Scientists said Monday they had found a suitable animal model for testing new Zika drugs -- a monkey whose offspring suffers brain damage similar to human foetuses exposed to the virus.

One monkey, a pregnant pigtail macaque, was infected with Zika on day 119 of gestation -- equivalent to about 28 weeks of a normal 40-week human pregnancy, a team of US-based researchers reported.

While the animal never developed symptoms, the brain of its foetus stopped growing -- the first time this was observed in a lab animal, they wrote in the journal Nature Medicine.

"We were shocked when we saw the first MRI of the foetal brain 10 days after viral inoculation," said paediatrics professor Lakshmi Rajagopal of the University of Washington (UW) in Seattle, who co-authored the study.

"We had not predicted that such a large area of the foetal brain would be damaged so quickly."

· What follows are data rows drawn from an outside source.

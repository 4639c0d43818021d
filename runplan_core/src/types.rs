//! Core domain types for structured running workouts.
//!
//! This module defines the typed workout model produced by the cell parser:
//! - Targets (none, heart-rate zone, pace range)
//! - End conditions (lap button, time, distance)
//! - Steps (executable steps and nested repeat groups)
//! - Workouts and dated plan entries
//!
//! Values with invariants are only reachable through fallible constructors.

use crate::{Error, Result};
use chrono::NaiveDate;
use std::fmt;

// ============================================================================
// Step, Sport and Discriminator Types
// ============================================================================

/// Kind of an executable step
#[derive(Clone, Copy, Debug, PartialEq, Eq, Hash)]
pub enum StepType {
    Warmup,
    Cooldown,
    Interval,
    Recover,
    Rest,
}

impl StepType {
    /// Numeric id fixed by the workout platform
    pub fn id(self) -> u8 {
        match self {
            StepType::Warmup => 1,
            StepType::Cooldown => 2,
            StepType::Interval => 3,
            StepType::Recover => 4,
            StepType::Rest => 5,
        }
    }

    /// String key paired with [`StepType::id`]
    pub fn key(self) -> &'static str {
        match self {
            StepType::Warmup => "warmup",
            StepType::Cooldown => "cooldown",
            StepType::Interval => "interval",
            StepType::Recover => "recovery",
            StepType::Rest => "rest",
        }
    }
}

/// Step type id used by repeat groups
pub const REPEAT_STEP_TYPE_ID: u8 = 6;
/// Step type key used by repeat groups
pub const REPEAT_STEP_TYPE_KEY: &str = "repeat";

/// Sport of a workout
#[derive(Clone, Copy, Debug, Default, PartialEq, Eq, Hash)]
pub enum SportType {
    #[default]
    Running,
    Cycling,
    Other,
    Swimming,
}

impl SportType {
    pub fn id(self) -> u8 {
        match self {
            SportType::Running => 1,
            SportType::Cycling => 2,
            SportType::Other => 3,
            SportType::Swimming => 4,
        }
    }

    pub fn key(self) -> &'static str {
        match self {
            SportType::Running => "running",
            SportType::Cycling => "cycling",
            SportType::Other => "other",
            SportType::Swimming => "swimming",
        }
    }
}

// ============================================================================
// Targets
// ============================================================================

/// Heart-rate zone target, zone 1..=5
#[derive(Clone, Copy, Debug, PartialEq, Eq)]
pub struct HeartRateZoneTarget {
    zone: u8,
}

impl HeartRateZoneTarget {
    pub fn new(zone: u8) -> Result<Self> {
        if !(1..=5).contains(&zone) {
            return Err(Error::Model(format!(
                "Heart rate zone must be between 1 and 5, got {}",
                zone
            )));
        }
        Ok(Self { zone })
    }

    pub fn zone(&self) -> u8 {
        self.zone
    }
}

/// Pace target expressed as a speed band in meters per second
#[derive(Clone, Copy, Debug, PartialEq)]
pub struct PaceTarget {
    min_speed_mps: f64,
    max_speed_mps: f64,
}

impl PaceTarget {
    /// Build a pace target; speeds given in the wrong order are swapped.
    pub fn new(min_speed_mps: f64, max_speed_mps: f64) -> Result<Self> {
        for speed in [min_speed_mps, max_speed_mps] {
            if !(speed.is_finite() && speed > 0.0) {
                return Err(Error::Model(format!(
                    "Pace speed must be positive, got {}",
                    speed
                )));
            }
        }

        // pace text lists the slow end first; a reversed range lands here
        let (min_speed_mps, max_speed_mps) = if min_speed_mps > max_speed_mps {
            (max_speed_mps, min_speed_mps)
        } else {
            (min_speed_mps, max_speed_mps)
        };

        Ok(Self {
            min_speed_mps,
            max_speed_mps,
        })
    }

    pub fn min_speed_mps(&self) -> f64 {
        self.min_speed_mps
    }

    pub fn max_speed_mps(&self) -> f64 {
        self.max_speed_mps
    }
}

/// What the athlete aims for during a step
#[derive(Clone, Copy, Debug, Default, PartialEq)]
pub enum Target {
    #[default]
    NoTarget,
    HeartRateZone(HeartRateZoneTarget),
    Pace(PaceTarget),
}

// ============================================================================
// End Conditions
// ============================================================================

/// Step ends after a fixed number of seconds
#[derive(Clone, Copy, Debug, PartialEq, Eq)]
pub struct TimeEndCondition {
    duration_seconds: u32,
}

impl TimeEndCondition {
    pub fn new(duration_seconds: u32) -> Result<Self> {
        if duration_seconds == 0 {
            return Err(Error::Model("Step duration must be greater than zero".into()));
        }
        Ok(Self { duration_seconds })
    }

    pub fn duration_seconds(&self) -> u32 {
        self.duration_seconds
    }
}

/// Step ends after a fixed distance in meters
#[derive(Clone, Copy, Debug, PartialEq)]
pub struct DistanceEndCondition {
    distance_meters: f64,
}

impl DistanceEndCondition {
    pub fn new(distance_meters: f64) -> Result<Self> {
        if !(distance_meters.is_finite() && distance_meters > 0.0) {
            return Err(Error::Model(format!(
                "Step distance must be greater than zero, got {}",
                distance_meters
            )));
        }
        Ok(Self { distance_meters })
    }

    pub fn distance_meters(&self) -> f64 {
        self.distance_meters
    }
}

/// How a step terminates
#[derive(Clone, Copy, Debug, Default, PartialEq)]
pub enum EndCondition {
    #[default]
    LapButton,
    Time(TimeEndCondition),
    Distance(DistanceEndCondition),
}

// ============================================================================
// Steps
// ============================================================================

/// A single executable step (warmup, run, recover, cooldown, ...)
#[derive(Clone, Debug, PartialEq)]
pub struct ExecutableStep {
    pub step_type: StepType,
    /// Keyword the step was written with, lowercased (e.g. `run`, `stair`)
    pub step_type_keyword: String,
    pub end_condition: EndCondition,
    pub target: Target,
    pub description: Option<String>,
    pub is_cross_training: bool,
}

impl ExecutableStep {
    pub fn new(
        step_type: StepType,
        step_type_keyword: &str,
        end_condition: EndCondition,
        target: Target,
    ) -> Self {
        Self {
            step_type,
            step_type_keyword: step_type_keyword.trim().to_lowercase(),
            end_condition,
            target,
            description: None,
            is_cross_training: false,
        }
    }

    pub fn with_description(mut self, description: Option<String>) -> Self {
        self.description = description;
        self
    }

    pub fn with_cross_training(mut self, is_cross_training: bool) -> Self {
        self.is_cross_training = is_cross_training;
        self
    }

    /// Append a note to the description, one note per line
    pub fn append_description(&mut self, note: &str) {
        self.description = Some(match self.description.take() {
            Some(existing) if !existing.is_empty() => format!("{}\n{}", existing, note),
            _ => note.to_string(),
        });
    }
}

/// A repeat group: its children run `iterations` times
#[derive(Clone, Debug, PartialEq)]
pub struct RepeatStep {
    iterations: u32,
    steps: Vec<WorkoutStep>,
}

impl RepeatStep {
    pub fn new(iterations: u32, steps: Vec<WorkoutStep>) -> Result<Self> {
        if iterations == 0 {
            return Err(Error::Model("Repeat count must be at least 1".into()));
        }
        if steps.is_empty() {
            return Err(Error::Model("Repeat group must contain at least one step".into()));
        }
        Ok(Self { iterations, steps })
    }

    pub fn iterations(&self) -> u32 {
        self.iterations
    }

    pub fn steps(&self) -> &[WorkoutStep] {
        &self.steps
    }

    /// Mutable view of the children; the group itself cannot be emptied
    pub fn steps_mut(&mut self) -> &mut [WorkoutStep] {
        &mut self.steps
    }
}

/// A workout step: either a leaf or a nested repeat group
#[derive(Clone, Debug, PartialEq)]
pub enum WorkoutStep {
    Executable(ExecutableStep),
    Repeat(RepeatStep),
}

impl From<ExecutableStep> for WorkoutStep {
    fn from(step: ExecutableStep) -> Self {
        WorkoutStep::Executable(step)
    }
}

impl From<RepeatStep> for WorkoutStep {
    fn from(step: RepeatStep) -> Self {
        WorkoutStep::Repeat(step)
    }
}

// ============================================================================
// Workout and Plan Entries
// ============================================================================

/// Maximum workout name length accepted by the platform
pub const MAX_WORKOUT_NAME_CHARS: usize = 255;

/// A complete workout with metadata and steps
#[derive(Clone, Debug, PartialEq)]
pub struct Workout {
    name: String,
    sport_type: SportType,
    steps: Vec<WorkoutStep>,
    description: Option<String>,
}

impl Workout {
    /// Build a running workout
    pub fn new(name: impl Into<String>, steps: Vec<WorkoutStep>) -> Result<Self> {
        let name = name.into();
        let len = name.chars().count();
        if len == 0 || len > MAX_WORKOUT_NAME_CHARS {
            return Err(Error::Model(format!(
                "Workout name must be 1 to {} characters, got {}",
                MAX_WORKOUT_NAME_CHARS, len
            )));
        }
        if steps.is_empty() {
            return Err(Error::Model(format!("Workout {:?} has no steps", name)));
        }

        Ok(Self {
            name,
            sport_type: SportType::Running,
            steps,
            description: None,
        })
    }

    pub fn with_description(mut self, description: Option<String>) -> Self {
        self.description = description;
        self
    }

    pub fn name(&self) -> &str {
        &self.name
    }

    pub fn sport_type(&self) -> SportType {
        self.sport_type
    }

    pub fn steps(&self) -> &[WorkoutStep] {
        &self.steps
    }

    pub fn description(&self) -> Option<&str> {
        self.description.as_deref()
    }
}

/// A workout scheduled for a specific date
#[derive(Clone, Debug, PartialEq)]
pub struct ScheduledWorkout {
    pub date: NaiveDate,
    pub workout: Workout,
}

impl fmt::Display for ScheduledWorkout {
    fn fmt(&self, f: &mut fmt::Formatter<'_>) -> fmt::Result {
        write!(f, "{}: {}", self.date.format("%Y-%m-%d"), self.workout.name())
    }
}

#[cfg(test)]
mod tests {
    use super::*;

    fn run_step(seconds: u32) -> WorkoutStep {
        ExecutableStep::new(
            StepType::Interval,
            "run",
            EndCondition::Time(TimeEndCondition::new(seconds).unwrap()),
            Target::NoTarget,
        )
        .into()
    }

    #[test]
    fn test_pace_target_swaps_reversed_speeds() {
        let pace = PaceTarget::new(4.0, 3.0).unwrap();
        assert_eq!(pace.min_speed_mps(), 3.0);
        assert_eq!(pace.max_speed_mps(), 4.0);

        let pace = PaceTarget::new(3.0, 4.0).unwrap();
        assert_eq!(pace.min_speed_mps(), 3.0);
        assert_eq!(pace.max_speed_mps(), 4.0);
    }

    #[test]
    fn test_pace_target_rejects_non_positive() {
        assert!(PaceTarget::new(0.0, 3.0).is_err());
        assert!(PaceTarget::new(3.0, -1.0).is_err());
        assert!(PaceTarget::new(f64::NAN, 3.0).is_err());
    }

    #[test]
    fn test_hr_zone_bounds() {
        assert!(HeartRateZoneTarget::new(0).is_err());
        assert!(HeartRateZoneTarget::new(6).is_err());
        assert_eq!(HeartRateZoneTarget::new(5).unwrap().zone(), 5);
    }

    #[test]
    fn test_end_conditions_must_be_positive() {
        assert!(TimeEndCondition::new(0).is_err());
        assert!(DistanceEndCondition::new(0.0).is_err());
        assert_eq!(TimeEndCondition::new(90).unwrap().duration_seconds(), 90);
        assert_eq!(DistanceEndCondition::new(400.0).unwrap().distance_meters(), 400.0);
    }

    #[test]
    fn test_executable_step_defaults() {
        let step = ExecutableStep::new(
            StepType::Warmup,
            " WarmUp ",
            EndCondition::Time(TimeEndCondition::new(900).unwrap()),
            Target::NoTarget,
        );
        assert_eq!(step.step_type_keyword, "warmup");
        assert!(!step.is_cross_training);
        assert!(step.description.is_none());
    }

    #[test]
    fn test_append_description() {
        let mut step = ExecutableStep::new(
            StepType::Interval,
            "run",
            EndCondition::LapButton,
            Target::NoTarget,
        );
        step.append_description("first");
        assert_eq!(step.description.as_deref(), Some("first"));
        step.append_description("second");
        assert_eq!(step.description.as_deref(), Some("first\nsecond"));
    }

    #[test]
    fn test_repeat_step_invariants() {
        assert!(RepeatStep::new(0, vec![run_step(60)]).is_err());
        assert!(RepeatStep::new(3, vec![]).is_err());

        let repeat = RepeatStep::new(8, vec![run_step(120), run_step(90)]).unwrap();
        assert_eq!(repeat.iterations(), 8);
        assert_eq!(repeat.steps().len(), 2);
    }

    #[test]
    fn test_workout_invariants() {
        assert!(Workout::new("", vec![run_step(60)]).is_err());
        assert!(Workout::new("x".repeat(256), vec![run_step(60)]).is_err());
        assert!(Workout::new("Empty", vec![]).is_err());

        let workout = Workout::new("x".repeat(255), vec![run_step(60)]).unwrap();
        assert_eq!(workout.sport_type(), SportType::Running);
        assert_eq!(workout.steps().len(), 1);
    }

    #[test]
    fn test_scheduled_workout_display() {
        let entry = ScheduledWorkout {
            date: NaiveDate::from_ymd_opt(2024, 1, 8).unwrap(),
            workout: Workout::new("Easy Run", vec![run_step(1800)]).unwrap(),
        };
        assert_eq!(entry.to_string(), "2024-01-08: Easy Run");
    }
}
//! Step counters for the current session and the scheduler lifetime

/// Energy credited per detected step (kcal)
pub const KCAL_PER_STEP: f64 = 0.04;

#[derive(Debug, Clone, Default)]
pub struct StepTally {
    session_steps: u64,
    total_steps: u64,
}

impl StepTally {
    pub fn new() -> Self {
        Self::default()
    }

    pub fn record(&mut self, steps: u64) {
        self.session_steps += steps;
        self.total_steps += steps;
    }

    pub fn reset_session(&mut self) {
        self.session_steps = 0;
    }

    pub fn reset_total(&mut self) {
        self.session_steps = 0;
        self.total_steps = 0;
    }

    pub fn session_steps(&self) -> u64 {
        self.session_steps
    }

    pub fn total_steps(&self) -> u64 {
        self.total_steps
    }

    /// Calories burned this session
    pub fn calories(&self) -> f64 {
        self.session_steps as f64 * KCAL_PER_STEP
    }
}

#[cfg(test)]
mod tests {
    use super::*;

    #[test]
    fn session_reset_keeps_lifetime_total() {
        let mut tally = StepTally::new();
        tally.record(25);
        assert!((tally.calories() - 1.0).abs() < 1e-9);

        tally.reset_session();
        tally.record(5);
        assert_eq!(tally.session_steps(), 5);
        assert_eq!(tally.total_steps(), 30);

        tally.reset_total();
        assert_eq!(tally.total_steps(), 0);
        assert_eq!(tally.calories(), 0.0);
    }
}
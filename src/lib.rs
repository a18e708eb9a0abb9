//! Stride Serpent - step-driven snake simulation
//!
//! Motion-sensor samples are fused into discrete step events, which move a
//! snake around a canvas on a fixed-rate tick loop.

pub mod config;
pub mod game;
pub mod sensor;
pub mod util;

The study also produced the first direct evidence of Zika virus crossing the placenta into the developing brain late in pregnancy, its authors said.

Zika is a virus spread mainly by mosquitoes, but in rare cases via sex.

In most people, including pregnant women, it is benign with mild or no symptoms.

But in an outbreak that started mid-2015, it has been linked to a form of severe brain damage called microcephaly which causes the heads of foetuses to be abnormally small, killing some and disabling others.

It likewise causes rare, adult-onset neurological problems such as Guillain-Barre Syndrome (GBS), which can result in paralysis and death.

More than 1.5 million people have been infected with Zika, mainly in Brazil, and more than 1,600 babies have been born with abnormally small heads and brains since last year, according to the World Health Organization (WHO).

There is no cure or vaccine for Zika, and a suitable animal model had been lacking for testing potential therapies.


Model monkey

Unlike mice, gestation in macaques closely resembles that of humans in many respects.

"This is the first animal model that is sufficiently close to human pregnancy that we can feel confident that a successful therapy will also work in humans," co-author Kristina Adams Waldorf, also of UW, told AFP.

"This discovery is critical to accelerating research towards finding a vaccine or therapy that will completely prevent infection of the mother and also protect the foetus from foetal brain injury," she said by email.

The speed at which the virus moved in on the foetus, said the authors, made it clear that prevention, not cure, was the way to go.

By the time a pregnant women becomes aware she is infected -- if she notices at all -- her baby's brain may already be damaged.

In the macaque, the foetal brain stopped growing three weeks after infection, said the authors.

Had it survived, the foetus would have developed microcephaly in one more month.

"This is likely similar to the late-onset microcephaly that is being reported now in some infants in Brazil that are born with a normal head size, but then the head no longer grows and meets criteria for microcephaly after several months," said Adams Waldorf.

Mosquitoes are spreading the virus in seventy countries and territories, mainly the Americas and Caribbean, according to the WHO. Twelve countries have reported sexual transmission.

Cases of microcephaly or other central nervous system malformations in babies have been recorded in 20 countries.

Tests with other macaques are ongoing, the researchers said, also at earlier stages of gestation.